“La morgue”, del noruego Andre Øvredal, tiene a Brian Cox y Emile Hirsch como el padre y el hijo que conducen la morgue y el crematorio de un pequeño pueblo en Virginia. La rutina de su trabajo se rompe cuando el sheriff les entrega el cuerpo de una joven no identificada (de ahí el título original “The Autopsy of Jane Doe”) para que determinen las causas de su muerte.
La primera parte de la película sigue la línea de la pesquisa forense. El cuerpo casi incorrupto de la mujer (Ophelia Lovibond) es un desafío para la investigación. Todos los signos son opacos, impenetrables.
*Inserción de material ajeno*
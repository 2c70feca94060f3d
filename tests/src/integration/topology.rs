//! # Topology Idempotence
//!
//! Re-declaring identical exchanges, queues and retry layouts is a no-op;
//! conflicting re-declarations are refused.

#[cfg(test)]
mod tests {
    use std::sync::Arc;
    use std::time::Duration;

    use ec_02_retry_pipeline::{RetryPolicy, RetryTopology};
    use shared_bus::{Broker, InMemoryBroker, PublishOptions, TopologyRegistrar};
    use shared_types::{Binding, BrokerError, ExchangeKind, ExchangeSpec, MessageEnvelope};

    fn registrar() -> (InMemoryBroker, TopologyRegistrar) {
        let broker = InMemoryBroker::new();
        let registrar = TopologyRegistrar::new(Arc::new(broker.clone()));
        (broker, registrar)
    }

    #[tokio::test]
    async fn test_declaring_twice_does_not_duplicate_bindings() {
        let (broker, registrar) = registrar();
        let bindings = [Binding::new("cart-service", "cart.#")];

        for _ in 0..2 {
            registrar
                .declare_exchange("cart-service", ExchangeKind::Topic, true)
                .await
                .unwrap();
            registrar
                .declare_queue("carts", true, &bindings)
                .await
                .unwrap();
        }

        assert_eq!(broker.exchange_count(), 1);
        assert_eq!(broker.queue_count(), 1);
        assert_eq!(broker.binding_count(), 1);
        assert_eq!(registrar.queue("carts").unwrap().bindings.len(), 1);

        // A single publish still lands once.
        broker
            .publish(
                "cart-service",
                "cart.created",
                MessageEnvelope::new(Vec::new()),
                PublishOptions::default(),
            )
            .await
            .unwrap();
        assert_eq!(broker.queue_depth("carts"), Some(1));
    }

    #[tokio::test]
    async fn test_conflicting_exchange_kind_is_refused() {
        let (_, registrar) = registrar();
        registrar
            .declare_exchange("orders", ExchangeKind::Topic, true)
            .await
            .unwrap();
        let conflict = registrar
            .declare_exchange("orders", ExchangeKind::Direct, true)
            .await;
        assert!(matches!(conflict, Err(BrokerError::PreconditionFailed { .. })));
    }

    #[tokio::test]
    async fn test_retry_topology_redeclare_is_stable() {
        let (broker, registrar) = registrar();
        let topology = RetryTopology::new(
            "order-service.cart-events",
            ExchangeSpec::topic("cart-service"),
            RetryPolicy::new(3, Duration::from_secs(30)),
        )
        .bind("cart.#");

        topology.declare(&registrar).await.unwrap();
        let snapshot = (
            broker.exchange_count(),
            broker.queue_count(),
            broker.binding_count(),
        );
        topology.declare(&registrar).await.unwrap();

        assert_eq!(
            snapshot,
            (
                broker.exchange_count(),
                broker.queue_count(),
                broker.binding_count()
            )
        );
        // Main exchange plus the dead-letter exchange; four queues.
        assert_eq!(snapshot.0, 2);
        assert_eq!(snapshot.1, 4);
    }

    #[tokio::test]
    async fn test_changed_retry_delay_is_refused() {
        let (_, registrar) = registrar();
        let exchange = ExchangeSpec::topic("cart-service");
        RetryTopology::new("carts", exchange.clone(), RetryPolicy::new(3, Duration::from_secs(30)))
            .bind("cart.#")
            .declare(&registrar)
            .await
            .unwrap();

        let changed =
            RetryTopology::new("carts", exchange, RetryPolicy::new(3, Duration::from_secs(5)))
                .bind("cart.#")
                .declare(&registrar)
                .await;
        assert!(matches!(changed, Err(BrokerError::PreconditionFailed { .. })));
    }
}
Se instala una inquietud asociada al lugar, al entorno, al fuera de campo, a los que ocurre sobre la mesa de disección, a ese tiempo suspendido en el que padre e hijo intentan hallar los mensajes ocultos en la “caja negra” del cuerpo, a la imposibilidad de obtener conclusiones.
Hay en las imágenes un costado mórbido muy poderoso, que se asocia con la presencia de la muerte y del cuerpo que se destaza, aparejado con el efecto de fascinación por la presencia de la bella mujer desnuda e inerte. A lo que se suma la repulsión visceral provocada por la autopsia misma, ese “acto de mirar con los propios ojos”.
Los 45 minutos iniciales son muy logrados en su combinación de misterio, asco y voyerismo. El suspenso va siendo contaminado por datos ominosos que deslizan el asunto hacia el terreno de lo fantástico, al horror puro, que llega acompañado de un súbito apagón. Se convoca el expresionismo de la oscuridad y las sombras para dejar suelto al Mal, justo cuando no podemos verlo. El miedo provocado por el acto de no poder mirar con los propios ojos.